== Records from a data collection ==
--------

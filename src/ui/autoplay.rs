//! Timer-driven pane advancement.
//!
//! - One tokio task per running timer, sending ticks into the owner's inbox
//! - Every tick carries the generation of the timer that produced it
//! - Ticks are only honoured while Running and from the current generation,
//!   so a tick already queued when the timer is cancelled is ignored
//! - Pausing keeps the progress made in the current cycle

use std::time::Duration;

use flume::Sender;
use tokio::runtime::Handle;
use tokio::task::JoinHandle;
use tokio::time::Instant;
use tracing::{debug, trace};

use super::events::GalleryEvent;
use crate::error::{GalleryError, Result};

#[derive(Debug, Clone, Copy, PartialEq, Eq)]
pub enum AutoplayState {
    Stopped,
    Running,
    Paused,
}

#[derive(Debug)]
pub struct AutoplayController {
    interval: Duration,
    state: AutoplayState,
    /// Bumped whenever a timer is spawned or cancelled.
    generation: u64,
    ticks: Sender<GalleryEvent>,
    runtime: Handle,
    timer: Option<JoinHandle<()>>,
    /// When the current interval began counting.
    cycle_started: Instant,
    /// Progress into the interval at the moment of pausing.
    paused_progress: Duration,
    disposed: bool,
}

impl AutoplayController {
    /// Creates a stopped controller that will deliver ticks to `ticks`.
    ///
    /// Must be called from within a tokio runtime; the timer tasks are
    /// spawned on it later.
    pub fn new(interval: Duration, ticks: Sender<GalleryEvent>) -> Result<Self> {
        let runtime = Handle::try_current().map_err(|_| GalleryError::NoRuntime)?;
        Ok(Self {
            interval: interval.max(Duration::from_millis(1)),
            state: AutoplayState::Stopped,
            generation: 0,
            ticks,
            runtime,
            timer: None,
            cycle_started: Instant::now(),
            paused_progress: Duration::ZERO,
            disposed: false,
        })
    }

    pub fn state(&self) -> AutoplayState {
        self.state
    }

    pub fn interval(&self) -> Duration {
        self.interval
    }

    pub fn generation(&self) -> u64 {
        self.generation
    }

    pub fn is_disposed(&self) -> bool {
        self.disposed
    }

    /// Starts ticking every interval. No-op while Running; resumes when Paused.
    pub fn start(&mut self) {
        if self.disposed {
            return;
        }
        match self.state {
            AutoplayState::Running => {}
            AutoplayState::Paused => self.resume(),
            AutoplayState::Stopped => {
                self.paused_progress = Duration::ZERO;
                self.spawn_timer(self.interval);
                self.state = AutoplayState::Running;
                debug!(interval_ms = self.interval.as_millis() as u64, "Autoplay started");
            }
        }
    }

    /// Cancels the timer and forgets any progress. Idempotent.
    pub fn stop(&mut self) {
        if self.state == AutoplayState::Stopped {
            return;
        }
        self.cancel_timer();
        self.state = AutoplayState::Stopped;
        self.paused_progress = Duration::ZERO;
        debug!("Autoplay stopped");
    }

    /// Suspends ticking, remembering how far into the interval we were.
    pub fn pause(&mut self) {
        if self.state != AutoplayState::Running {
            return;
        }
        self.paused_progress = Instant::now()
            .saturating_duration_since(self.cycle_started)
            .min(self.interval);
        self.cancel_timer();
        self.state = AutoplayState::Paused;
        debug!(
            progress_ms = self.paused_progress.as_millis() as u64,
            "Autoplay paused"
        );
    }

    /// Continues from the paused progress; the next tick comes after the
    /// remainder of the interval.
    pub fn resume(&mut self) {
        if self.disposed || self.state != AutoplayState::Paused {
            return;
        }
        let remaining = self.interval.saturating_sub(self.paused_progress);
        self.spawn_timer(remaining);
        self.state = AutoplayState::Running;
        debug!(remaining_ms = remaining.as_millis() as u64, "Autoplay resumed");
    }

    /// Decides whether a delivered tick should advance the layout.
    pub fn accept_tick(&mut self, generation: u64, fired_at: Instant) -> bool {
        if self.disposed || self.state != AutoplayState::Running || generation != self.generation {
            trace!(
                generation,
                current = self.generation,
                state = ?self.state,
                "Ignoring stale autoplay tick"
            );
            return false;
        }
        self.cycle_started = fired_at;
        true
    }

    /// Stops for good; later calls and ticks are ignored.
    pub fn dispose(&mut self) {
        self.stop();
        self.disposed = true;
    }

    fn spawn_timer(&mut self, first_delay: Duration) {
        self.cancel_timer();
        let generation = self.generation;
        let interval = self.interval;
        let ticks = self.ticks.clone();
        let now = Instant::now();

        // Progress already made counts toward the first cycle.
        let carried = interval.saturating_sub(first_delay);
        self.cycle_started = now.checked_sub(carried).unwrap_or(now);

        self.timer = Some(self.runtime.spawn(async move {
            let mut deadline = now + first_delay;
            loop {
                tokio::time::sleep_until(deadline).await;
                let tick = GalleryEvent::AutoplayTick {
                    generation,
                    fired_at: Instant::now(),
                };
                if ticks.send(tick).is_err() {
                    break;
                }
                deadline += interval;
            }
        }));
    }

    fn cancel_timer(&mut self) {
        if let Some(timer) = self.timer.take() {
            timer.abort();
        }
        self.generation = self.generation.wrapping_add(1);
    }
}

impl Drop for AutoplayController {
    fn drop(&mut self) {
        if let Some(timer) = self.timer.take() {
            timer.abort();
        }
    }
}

--------

== Assignment ==
What lines of the data contain the string "made"? List them.

== Output for this task ==
//! - Pausing keeps the progress made in the current cycle
        // Progress already made counts toward the first cycle.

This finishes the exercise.